Howard Phillips Lovecraft était un homme bizarre, un autodidacte reclus, qui n’a jamais vraiment connu le succès littéraire. De son vivant, ses fragments de roman et ses histoires courtes étaient publiés comme des romans de gare. Et ce n’est qu’après 1945 aux États-Unis, et bien plus tard en Europe, que l’on a redécouvert le travail d’un auteur qui a créé une nouvelle mythologie fantastique et fondamentalement antimoderne. En relisant les récits de cet écrivain nocturne, on retrouve la fascination que peuvent exercer des descriptions de lieux reculés comme les déserts de glace de l’antarctique dont Jules Verne et Edgar Allan Poe avaient déjà fait les décors de récits sombres et désespérants. L’approche rationnelle des héros de ces histoires est mise à l’épreuve d’une topographie qui devient de plus en plus irrationnelle. Et cette peur de l’inexplicable, d’une menace souterraine, dont Lovecraft avait fait fil rouge de ses histoires est un point de départ pour comprendre les mises en scènes de Gast Bouschet et Nadine Hilbert.
Dans leur exposition récente au Casino Luxembourg – Forum d’art contemporain, les artistes luxembourgeois qui vivent et travaillent à Bruxelles ont utilisé les caves de l’ancien casino bourgeois pour y installer une série de projections vidéo associées sous le titre de Unground.
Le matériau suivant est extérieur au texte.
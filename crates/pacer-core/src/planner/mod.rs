//! Plan generation.
//!
//! ```text
//! ┌─────────────────┐    ┌─────────────────┐    ┌─────────────────┐
//! │ Profile +       │    │  PlanBuilder    │    │      Plan       │
//! │ PlanConfig      │───▶│ template, adjust│───▶│ (immutable, fed │
//! │                 │    │ localizer text  │    │  to exporters)  │
//! └─────────────────┘    └─────────────────┘    └─────────────────┘
//! ```
//!
//! ## Submodules
//!
//! - [`template`]: the fixed week-indexed interval table
//! - [`adjust`]: age/weight based duration reduction
//! - [`builder`]: [`PlanBuilder`], turning inputs into a dated schedule
//! - [`anonymize`]: placeholder substitution for name and email
//!
//! # Examples
//!
//! ```rust
//! use pacer_core::{models::PlanConfig, params::ProfileParams, PlanBuilder};
//!
//! # fn example() -> Result<(), Box<dyn std::error::Error>> {
//! let profile = ProfileParams {
//!     age: Some(35),
//!     weight: Some(70.0),
//!     gender: Some("female".into()),
//!     language: Some("en".into()),
//!     start_date: Some("2025-07-15".into()),
//!     session_time: Some("07:30".into()),
//!     ..Default::default()
//! }
//! .into_profile()?;
//!
//! let plan = PlanBuilder::default().build(&profile, &PlanConfig::default())?;
//! assert_eq!(plan.weeks.len(), 10);
//! # Ok(())
//! # }
//! # example().unwrap();
//! ```

pub mod adjust;
pub mod anonymize;
pub mod builder;
pub mod template;


pub use adjust::DurationAdjuster;
pub use anonymize::{anonymize, AnonymizeFilter};
pub use builder::PlanBuilder;
pub use template::{PlanTemplate, WeekTemplate};

use builder::SessionText;

use crate::{
    error::Result,
    i18n::Localizer,
    models::{Language, Plan},
};

impl Plan {
    /// Copy of the plan with every localized string rendered in `language`.
    ///
    /// Used for an output-locale override; dates, durations and interval
    /// structures are untouched.
    ///
    /// # Errors
    ///
    /// Returns `PacerError::MissingTranslation` when `language` lacks a
    /// required key and `localizer` has no fallback for it.
    pub fn relocalize(&self, localizer: &Localizer, language: Language) -> Result<Plan> {
        let slots = self.config.weekly_slots();
        let text = SessionText::new(localizer, language, &slots);
        let mut plan = self.clone();
        plan.labels = localizer.labels(language)?;
        plan.profile.language = language;
        for week in &mut plan.weeks {
            for session in &mut week.sessions {
                session.tip = text.tip(session.week, session.day)?;
                session.instruction = text.instruction(session.week, session.rest_day)?;
                session.note = text.note(session.adjusted_seconds < session.nominal_seconds)?;
            }
        }
        Ok(plan)
    }
}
En 2010, l’éruption du volcan islandais Eyjafjallajökull avait non seulement bloqué le trafic aérien international, mais les cendres du volcan avaient également transformé les glaciers islandais en paysage lunaire. Les artistes ont utilisé cet évènement pour y réaliser toute une suite d’images qui ont servi à recomposer une descente aux enfers qui mène de l’urbanité de la place financière de Londres aux sous-sols islandais. L’image d’Épinal d’une Islande comme paradis naturel s’était transformée en paysage post-apocalyptique.
Comme pour Collision Zone, leur contribution à la biennale de Venise en 2009, qui est actuellement visible à la rétrospective des participations luxembourgeoises à la biennale d’art au Mudam, Gast Bouschet et Nadine Hilbert associent des notions de politique et de géologie pour obtenir le sentiment profond de la synchronicité d’un bruit politique actuel et de murmures archaïques bien plus sombres et peut-être plus redoutables. Les interprétations des artistes sont originales : associer le boursicotage contemporain à une espèce de sorcellerie moderne ? Pourquoi pas. Mais la chute du système, la résurgence de forces profondes qui restent incontrôlables, sont autant d’éléments d’un discours artistique qui revendique une politique plus instinctive. Celle de la subversion permanente par des moyens plastiques.
La grande force des installations de Gast Bouschet et Nadine Hilbert réside dans l’orchestration des moyens du son et de l’image avec le message de l’œuvre. Ces ensembles sont construits pour faciliter l’immersion du spectateur dans un environnement qui se déconnecte complètement de l’institution qui l’expose. En visitant Collision Zone au Mudam, on peut complètement oublier l’architecture surfaite du lieu. Au Casino, les caves ont un caractère pittoresque que les artistes ont pu éviter en créant un univers autonome et original qui ne reniait rien de son côté spectaculaire. Et cette force de l’esthétique chez Bouschet&Hilbert n’a rien à envier aux adjectifs exagérés de Lovecraft : elle vous entraîne dans un tourbillon visuel et sonore qui fait d’une simple visite d’exposition une expérience bien plus passionnante.